Some background here first.  I have been listening to Kanye West ever since The College Dropout blasted onto the scene in 2004 (I just pulled that date from memory btw).  In short, I have watched Kanye grow as an artist, so know that when I say The Life Of Pablo is his best album yet, I say so with a strong awareness of the hits from Graduation (or any of his first 3 albums), the risks taken with 808s and Heartbreaks, and the beauty of My Beautiful Dark Twisted Fantasy.  

The Life Of Pablo blows them all out of the water.

I have spent the past week reading all the reviews of The Life Of Pablo online, and truthfully none of them even scratch the surface.  They talk about how Kanye has "lost it" or how he is "attacking the structure of what an album should be."  They talk about his infatuation with fame.  They talk about his crazed production and interlaced features, but none of them have gone to the depths. Some even compare Kanye's life directly to Pablo Picasso's life.

Sure, we could go through and match up Kanye albums to the different artistic periods the iconic Picasso went through, but that still would be depriving Kanye of his own artistry.  All we would be doing is drawing a parallel and calling it a day.  
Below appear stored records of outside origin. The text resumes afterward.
#[cfg(test)]
mod tests {
    use super::*;
    use DieSize::{D10, D12, D4, D6, D8};

    fn pool(dice: Vec<DieSize>) -> SpiritDiePool {
        SpiritDiePool::new(CharacterId::new(), dice)
    }

    fn level(n: i64) -> Level {
        Level::new(n).unwrap()
    }

    mod resolve_roll {
        use super::*;

        #[test]
        fn value_stays_within_faces_and_success_matches_threshold() {
            for die in DieSize::ALL {
                for sp in 1..=13 {
                    for drawn in 1..=die.faces() {
                        let mut p = pool(vec![die]);
                        let outcome = p.resolve_roll(0, sp, |_| drawn).unwrap();
                        assert!((1..=die.faces()).contains(&outcome.value));
                        assert_eq!(outcome.success, outcome.value >= sp);
                        assert_eq!(outcome.die_rolled, die);
                    }
                }
            }
        }

        #[test]
        fn draw_receives_face_count() {
            let mut p = pool(vec![D10]);
            let mut seen = 0;
            p.resolve_roll(0, 1, |faces| {
                seen = faces;
                1
            })
            .unwrap();
            assert_eq!(seen, 10);
        }

        #[test]
        fn out_of_range_draw_is_clamped() {
            let mut p = pool(vec![D6]);
            assert_eq!(p.resolve_roll(0, 1, |_| 99).unwrap().value, 6);
            let mut p = pool(vec![D6]);
            assert_eq!(p.resolve_roll(0, 1, |_| 0).unwrap().value, 1);
        }

        #[test]
        fn success_leaves_pool_unchanged() {
            let mut p = pool(vec![D8, D6]);
            let outcome = p.resolve_roll(1, 4, |_| 4).unwrap();
            assert!(outcome.success);
            assert_eq!(outcome.new_dice_pool, vec![Some(D8), Some(D6)]);
            assert_eq!(p.slots(), &[Some(D8), Some(D6)]);
        }

        #[test]
        fn failure_degrades_exactly_one_step() {
            for (die, expected) in [(D12, D10), (D10, D8), (D8, D6), (D6, D4)] {
                let mut p = pool(vec![die, D12]);
                let outcome = p.resolve_roll(0, 13, |_| 1).unwrap();
                assert!(!outcome.success);
                assert_eq!(p.die_at(0), Some(expected));
                assert_eq!(p.live_count(), 2);
                assert_eq!(outcome.resulting_die(), Some(expected));
            }
        }

        #[test]
        fn failed_d4_exhausts_slot_in_place() {
            let mut p = pool(vec![D4, D6]);
            let outcome = p.resolve_roll(0, 5, |_| 2).unwrap();
            assert!(outcome.exhausted_slot());
            assert_eq!(outcome.new_dice_pool, vec![None, Some(D6)]);
            assert_eq!(p.live_count(), 1);
            assert_eq!(p.die_at(1), Some(D6));
        }

        #[test]
        fn rejects_zero_investment() {
            let mut p = pool(vec![D6]);
            let err = p.resolve_roll(0, 0, |_| 3).unwrap_err();
            assert!(matches!(err, DomainError::InvalidRequest(_)));
            assert_eq!(p.slots(), &[Some(D6)]);
        }

        #[test]
        fn rejects_out_of_range_index() {
            let mut p = pool(vec![D6, D6]);
            assert!(p.resolve_roll(2, 1, |_| 3).is_err());
            assert_eq!(p.live_count(), 2);
        }

        #[test]
        fn rejects_empty_pool() {
            let mut p = pool(vec![]);
            assert!(matches!(
                p.resolve_roll(0, 1, |_| 1),
                Err(DomainError::InvalidRequest(_))
            ));

            let mut holes = pool(vec![D4]);
            holes.resolve_roll(0, 4, |_| 1).unwrap();
            assert!(holes.is_exhausted());
            assert!(holes.resolve_roll(0, 1, |_| 1).is_err());
        }

        #[test]
        fn rejects_exhausted_slot() {
            let mut p = pool(vec![D4, D8]);
            p.resolve_roll(0, 4, |_| 1).unwrap();
            let err = p.resolve_roll(0, 1, |_| 1).unwrap_err();
            assert!(err.to_string().contains("exhausted"));
        }
    }

    mod lifecycle {
        use super::*;

        #[test]
        fn provisioned_pool_matches_level_table() {
            let p = SpiritDiePool::provisioned(CharacterId::new(), level(14));
            assert_eq!(p.live_dice(), vec![D8, D10]);
            assert!(p.override_dice().is_none());
        }

        #[test]
        fn override_replaces_live_pool_and_baseline() {
            let mut p = SpiritDiePool::provisioned(CharacterId::new(), level(3));
            p.apply_override(vec![D8, D10]).unwrap();
            assert_eq!(p.slots(), &[Some(D8), Some(D10)]);
            assert_eq!(p.override_dice(), Some(&[D8, D10][..]));
            assert_eq!(p.baseline(level(3)), vec![D8, D10]);
        }

        #[test]
        fn empty_override_is_rejected() {
            let mut p = pool(vec![D6]);
            assert!(p.apply_override(vec![]).is_err());
            assert_eq!(p.slots(), &[Some(D6)]);
        }

        #[test]
        fn reset_to_level_clears_override() {
            let mut p = pool(vec![D6]);
            p.apply_override(vec![D8, D10]).unwrap();
            p.reset_to_level(level(6));
            assert!(p.override_dice().is_none());
            assert_eq!(p.live_dice(), vec![D4, D6]);
        }

        #[test]
        fn long_rest_uses_override_when_present() {
            let mut p = pool(vec![D6, D6]);
            p.apply_override(vec![D12]).unwrap();
            p.resolve_roll(0, 13, |_| 1).unwrap();
            let baseline = p.baseline(level(8));
            p.long_rest(baseline);
            assert_eq!(p.slots(), &[Some(D12)]);
        }

        #[test]
        fn long_rest_then_roll_ignores_prior_degradation() {
            let lvl = level(8);
            let mut rested = SpiritDiePool::provisioned(CharacterId::new(), lvl);
            rested.resolve_roll(0, 6, |_| 1).unwrap();
            rested.resolve_roll(0, 6, |_| 1).unwrap();
            assert_eq!(rested.slots(), &[None, Some(D6)]);
            let baseline = rested.baseline(lvl);
            rested.long_rest(baseline);

            let mut fresh = SpiritDiePool::provisioned(rested.character_id(), lvl);
            let a = rested.resolve_roll(0, 5, |_| 3).unwrap();
            let b = fresh.resolve_roll(0, 5, |_| 3).unwrap();
            assert_eq!(a, b);
        }

        #[test]
        fn restore_slot_refills_hole_at_original_index() {
            let lvl = level(8);
            let mut p = SpiritDiePool::provisioned(CharacterId::new(), lvl);
            p.resolve_roll(0, 6, |_| 1).unwrap();
            p.resolve_roll(0, 6, |_| 1).unwrap();
            assert_eq!(p.slots(), &[None, Some(D6)]);

            let outcome = p.restore_slot(0, &p.baseline(lvl)).unwrap();
            assert_eq!(outcome.from, None);
            assert_eq!(outcome.to, D6);
            assert!(outcome.changed());
            assert_eq!(p.slots(), &[Some(D6), Some(D6)]);
        }

        #[test]
        fn restore_slot_pads_short_pools() {
            let mut p = pool(vec![D4]);
            p.restore_slot(2, &[D6, D8, D10]).unwrap();
            assert_eq!(p.slots(), &[Some(D4), None, Some(D10)]);
        }

        #[test]
        fn restore_slot_rejects_index_outside_baseline() {
            let mut p = pool(vec![D6, D6]);
            assert!(p.restore_slot(2, &[D6, D6]).is_err());
            assert_eq!(p.slots().len(), 2);
        }

        #[test]
        fn override_baseline_edit_leaves_live_slots() {
            let mut p = pool(vec![D4, D4]);
            p.set_override_baseline(Some(vec![D12])).unwrap();
            assert_eq!(p.slots(), &[Some(D4), Some(D4)]);
            assert!(p.set_override_baseline(Some(vec![])).is_err());
            p.set_override_baseline(None).unwrap();
            assert!(p.override_dice().is_none());
        }
    }

    mod scenarios {
        use super::*;

        #[test]
        fn level_eight_failure_chain() {
            let mut p = SpiritDiePool::provisioned(CharacterId::new(), level(8));
            assert_eq!(p.live_dice(), vec![D6, D6]);

            let first = p.resolve_roll(0, 5, |_| 3).unwrap();
            assert!(!first.success);
            assert_eq!(first.new_dice_pool, vec![Some(D4), Some(D6)]);

            let second = p.resolve_roll(0, 5, |_| 1).unwrap();
            assert!(!second.success);
            assert_eq!(second.die_rolled, D4);
            assert_eq!(second.new_dice_pool, vec![None, Some(D6)]);

            // The surviving d6 keeps its slot index.
            assert_eq!(p.die_at(1), Some(D6));
            assert!(p.resolve_roll(1, 1, |_| 1).unwrap().success);
        }
    }

    #[test]
    fn wire_format_marks_holes_as_null() {
        let mut p = pool(vec![D4, D10]);
        p.resolve_roll(0, 3, |_| 1).unwrap();
        let json = serde_json::to_value(&p).unwrap();
        assert_eq!(json["currentDice"], serde_json::json!([null, "d10"]));
        assert_eq!(json["overrideDice"], serde_json::Value::Null);

        let back: SpiritDiePool = serde_json::from_value(json).unwrap();
        assert_eq!(back, p);
    }
}
//! Spirit die sizes
//!
//! Die sizes form a strict ladder ordered by face count. A failed roll walks
//! one rung down the ladder; a failed d4 falls off the bottom and the slot
//! is exhausted.

use serde::{Deserialize, Serialize};
use std::fmt;
use std::str::FromStr;

use crate::error::DomainError;

/// A spirit die, ordered by ascending face count.
#[derive(Debug, Clone, Copy, PartialEq, Eq, PartialOrd, Ord, Hash, Serialize, Deserialize)]
#[serde(rename_all = "lowercase")]
pub enum DieSize {
    D4,
    D6,
    D8,
    D10,
    D12,
}

impl DieSize {
    /// Every die size from smallest to largest.
    pub const ALL: [DieSize; 5] = [Self::D4, Self::D6, Self::D8, Self::D10, Self::D12];

    /// Number of faces on the die.
    pub fn faces(self) -> u32 {
        match self {
            Self::D4 => 4,
            Self::D6 => 6,
            Self::D8 => 8,
            Self::D10 => 10,
            Self::D12 => 12,
        }
    }

    /// The die one step down the ladder, or `None` when a d4 is exhausted.
    ///
    /// d12 -> d10 -> d8 -> d6 -> d4 -> exhausted
    pub fn degraded(self) -> Option<DieSize> {
        match self {
            Self::D12 => Some(Self::D10),
            Self::D10 => Some(Self::D8),
            Self::D8 => Some(Self::D6),
            Self::D6 => Some(Self::D4),
            Self::D4 => None,
        }
    }

    /// Wire label (`"d4"` .. `"d12"`).
    pub fn as_str(self) -> &'static str {
        match self {
            Self::D4 => "d4",
            Self::D6 => "d6",
            Self::D8 => "d8",
            Self::D10 => "d10",
            Self::D12 => "d12",
        }
    }
}

impl fmt::Display for DieSize {
    fn fmt(&self, f: &mut fmt::Formatter<'_>) -> fmt::Result {
        f.write_str(self.as_str())
    }
}

impl FromStr for DieSize {
    type Err = DomainError;

    fn from_str(s: &str) -> Result<Self, Self::Err> {
        match s.trim().to_ascii_lowercase().as_str() {
            "d4" => Ok(Self::D4),
            "d6" => Ok(Self::D6),
            "d8" => Ok(Self::D8),
            "d10" => Ok(Self::D10),
            "d12" => Ok(Self::D12),
            other => Err(DomainError::parse(format!("Unknown die size: {}", other))),
        }
    }
}
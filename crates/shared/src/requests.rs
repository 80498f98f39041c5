//! REST request bodies
//!
//! Bodies carry raw values. Validation into domain newtypes happens in the
//! engine's use cases so every rule violation surfaces as a 400.

use serde::{Deserialize, Deserializer, Serialize};
use std::collections::BTreeMap;

use spiritdice_domain::{ActionType, DieSize, SpEffectTier};

/// Distinguishes an absent field (`None`) from an explicit `null`
/// (`Some(None)`) in partial updates.
fn explicit_null<'de, T, D>(deserializer: D) -> Result<Option<Option<T>>, D::Error>
where
    T: Deserialize<'de>,
    D: Deserializer<'de>,
{
    Option::<T>::deserialize(deserializer).map(Some)
}

// =============================================================================
// Characters
// =============================================================================

#[derive(Debug, Clone, Serialize, Deserialize)]
#[serde(rename_all = "camelCase")]
pub struct CreateCharacterRequest {
    pub name: String,
    pub path: String,
    #[serde(default)]
    pub level: Option<i64>,
}

#[derive(Debug, Clone, Default, Serialize, Deserialize)]
#[serde(rename_all = "camelCase")]
pub struct UpdateCharacterRequest {
    #[serde(default)]
    pub name: Option<String>,
    #[serde(default)]
    pub path: Option<String>,
    #[serde(default)]
    pub level: Option<i64>,
    /// `null` clears the portrait reference
    #[serde(
        default,
        deserialize_with = "explicit_null",
        skip_serializing_if = "Option::is_none"
    )]
    pub portrait_url: Option<Option<String>>,
}

// =============================================================================
// Spirit die pool
// =============================================================================

#[derive(Debug, Clone, Serialize, Deserialize)]
#[serde(rename_all = "camelCase")]
pub struct RollRequest {
    /// Absent or `null` is rejected by the roll handler
    #[serde(default)]
    pub sp_investment: Option<i64>,
    #[serde(default)]
    pub die_index: i64,
}

#[derive(Debug, Clone, Default, Serialize, Deserialize)]
#[serde(rename_all = "camelCase")]
pub struct CreatePoolRequest {
    /// Provisioned from the character's level when absent
    #[serde(default)]
    pub current_dice: Option<Vec<DieSize>>,
    #[serde(default)]
    pub override_dice: Option<Vec<DieSize>>,
}

#[derive(Debug, Clone, Default, Serialize, Deserialize)]
#[serde(rename_all = "camelCase")]
pub struct UpdatePoolRequest {
    #[serde(default)]
    pub current_dice: Option<Vec<Option<DieSize>>>,
    /// `null` clears the override
    #[serde(
        default,
        deserialize_with = "explicit_null",
        skip_serializing_if = "Option::is_none"
    )]
    pub override_dice: Option<Option<Vec<DieSize>>>,
}

#[derive(Debug, Clone, Serialize, Deserialize)]
#[serde(rename_all = "camelCase")]
pub struct OverrideRequest {
    pub override_dice: Vec<DieSize>,
}

// =============================================================================
// Techniques
// =============================================================================

#[derive(Debug, Clone, Serialize, Deserialize)]
#[serde(rename_all = "camelCase")]
pub struct CreateTechniqueRequest {
    pub name: String,
    /// Taken from the lowest tier when absent
    #[serde(default)]
    pub trigger_type: Option<ActionType>,
    #[serde(default)]
    pub trigger_description: String,
    pub sp_effects: BTreeMap<u32, SpEffectTier>,
}

#[derive(Debug, Clone, Default, Serialize, Deserialize)]
#[serde(rename_all = "camelCase")]
pub struct UpdateTechniqueRequest {
    #[serde(default)]
    pub name: Option<String>,
    #[serde(default)]
    pub trigger_type: Option<ActionType>,
    #[serde(default)]
    pub trigger_description: Option<String>,
    #[serde(default)]
    pub sp_effects: Option<BTreeMap<u32, SpEffectTier>>,
}

// =============================================================================
// Glossary
// =============================================================================

#[derive(Debug, Clone, Serialize, Deserialize)]
#[serde(rename_all = "camelCase")]
pub struct CreateGlossaryTermRequest {
    pub keyword: String,
    pub definition: String,
}

#[derive(Debug, Clone, Default, Serialize, Deserialize)]
#[serde(rename_all = "camelCase")]
pub struct UpdateGlossaryTermRequest {
    #[serde(default)]
    pub keyword: Option<String>,
    #[serde(default)]
    pub definition: Option<String>,
}

// =============================================================================
// Active effects
// =============================================================================

#[derive(Debug, Clone, Serialize, Deserialize)]
#[serde(rename_all = "camelCase")]
pub struct CreateActiveEffectRequest {
    pub name: String,
    #[serde(default)]
    pub level: Option<i64>,
    #[serde(default)]
    pub description: Option<String>,
}
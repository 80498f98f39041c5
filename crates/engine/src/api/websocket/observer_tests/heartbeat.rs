use super::*;

#[tokio::test]
async fn heartbeat_gets_pong() {
    let dir = tempfile::tempdir().unwrap();
    let (app, _repos) = test_app(dir.path(), 1);
    let (addr, server) = spawn_server(app).await;
    let mut ws = ws_connect(addr).await;

    ws_send_client(&mut ws, &ClientMessage::Heartbeat).await;
    let msg = ws_expect_message(&mut ws, TIMEOUT, |_| true).await;
    assert_eq!(msg, ServerMessage::Pong);

    server.abort();
}

#[tokio::test]
async fn malformed_frame_gets_parse_error() {
    let dir = tempfile::tempdir().unwrap();
    let (app, _repos) = test_app(dir.path(), 1);
    let (addr, server) = spawn_server(app).await;
    let mut ws = ws_connect(addr).await;

    ws_send_raw(&mut ws, r#"{"type":"launch_missiles"}"#).await;
    let msg = ws_expect_message(&mut ws, TIMEOUT, |_| true).await;
    match msg {
        ServerMessage::Error { code, .. } => assert_eq!(code, "PARSE_ERROR"),
        other => panic!("unexpected message: {other:?}"),
    }

    // connection stays usable
    ws_send_client(&mut ws, &ClientMessage::Heartbeat).await;
    let msg = ws_expect_message(&mut ws, TIMEOUT, |_| true).await;
    assert_eq!(msg, ServerMessage::Pong);

    server.abort();
}
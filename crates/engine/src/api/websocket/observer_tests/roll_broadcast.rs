use super::*;

#[tokio::test]
async fn roll_reaches_every_observer() {
    let dir = tempfile::tempdir().unwrap();
    let (app, _repos) = test_app(dir.path(), 6);
    let character = app.use_cases.character.create(raan()).await.unwrap();

    let (addr, server) = spawn_server(app.clone()).await;
    let mut first = ws_connect(addr).await;
    let mut second = ws_connect(addr).await;
    wait_for_observers(&app, 2).await;

    let status = http_post(
        app.clone(),
        &format!("/api/character/{}/roll", character.id()),
        r#"{"spInvestment": 4, "dieIndex": 1}"#,
    )
    .await;
    assert!(status.is_success());

    for ws in [&mut first, &mut second] {
        let msg = ws_expect_message(ws, TIMEOUT, |m| {
            matches!(m, ServerMessage::SpiritDieRoll(_))
        })
        .await;
        let ServerMessage::SpiritDieRoll(event) = msg else {
            unreachable!()
        };
        assert_eq!(event.character.id, character.id().to_uuid());
        assert_eq!(event.character.name, "R'aan Fames");
        assert_eq!(event.roll.sp_investment, 4);
        assert_eq!(event.roll.die_index, 1);
        assert_eq!(event.roll.value, 6);
        assert!(event.roll.success);
    }

    server.abort();
}

#[tokio::test]
async fn rejected_roll_is_not_broadcast() {
    let dir = tempfile::tempdir().unwrap();
    let (app, _repos) = test_app(dir.path(), 6);
    let character = app.use_cases.character.create(raan()).await.unwrap();

    let (addr, server) = spawn_server(app.clone()).await;
    let mut ws = ws_connect(addr).await;
    wait_for_observers(&app, 1).await;

    let status = http_post(
        app.clone(),
        &format!("/api/character/{}/roll", character.id()),
        r#"{"spInvestment": 0}"#,
    )
    .await;
    assert_eq!(status.as_u16(), 400);

    ws_expect_no_message(&mut ws, Duration::from_millis(200)).await;
    server.abort();
}

#[tokio::test]
async fn disconnected_observer_is_released() {
    let dir = tempfile::tempdir().unwrap();
    let (app, _repos) = test_app(dir.path(), 6);

    let (addr, server) = spawn_server(app.clone()).await;
    let ws = ws_connect(addr).await;
    wait_for_observers(&app, 1).await;

    drop(ws);
    tokio::time::timeout(TIMEOUT, async {
        while app.relay.observer_count().await > 0 {
            tokio::time::sleep(Duration::from_millis(10)).await;
        }
    })
    .await
    .unwrap();

    server.abort();
}

#[tokio::test]
async fn observer_dropped_by_relay_is_closed() {
    let dir = tempfile::tempdir().unwrap();
    let (app, _repos) = test_app(dir.path(), 6);

    let (addr, server) = spawn_server(app.clone()).await;
    let mut ws = ws_connect(addr).await;
    wait_for_observers(&app, 1).await;

    for id in app.relay.observer_ids().await {
        app.relay.unsubscribe(id).await;
    }

    assert_eq!(ws_expect_close(&mut ws, TIMEOUT).await, Some(1013));
    assert_eq!(app.relay.observer_count().await, 0);

    server.abort();
}
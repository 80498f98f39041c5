//! Spirit dice operation errors.

use crate::infrastructure::ports::RepoError;
use spiritdice_domain::{CharacterId, DomainError};

/// Errors that can occur during spirit die pool operations.
#[derive(Debug, thiserror::Error)]
pub enum SpiritDiceError {
    #[error("Character not found: {0}")]
    CharacterNotFound(CharacterId),
    #[error("Spirit die pool not found for character {0}")]
    PoolNotFound(CharacterId),
    #[error("Spirit die pool already exists for character {0}")]
    PoolExists(CharacterId),
    #[error("Override may contain at most {max} dice (got {len})")]
    OverrideTooLong { len: usize, max: usize },
    #[error("Invalid request: {0}")]
    InvalidRequest(String),
    #[error(transparent)]
    Domain(#[from] DomainError),
    #[error("Repository error: {0}")]
    Repo(#[from] RepoError),
}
So what is The Life Of Pablo?

It is a self portrait by a manic-depressive artist.

There's no easy to tackle this project because it's all over the place, but let's see what we can do:

The Portrait Of An Artist As A Young Man

If we look back at Kanye's earliest albums, we hear a boy.  A kid who wanted to be heard, and spoke from the heart. This is what Kanye is referring to in TLOP when he mocks public opinion with the lyrics, "I miss the old Kanye, chop up the soul Kanye...".  It is every artist's challenge to deal with people who want their "old stuff" (Jay-Z addresses this on The Blueprint III when he says, "...want my old shit? / buy my old album").

In Kanye's case, it is exacerbated by the fact that he was so genuine as a kid, and since then has seemingly gone haywire.  If you ask anyone what they think of Kanye, their first response is, "Honestly I hate him as a person."  It's unfortunate, because he is a great artist.  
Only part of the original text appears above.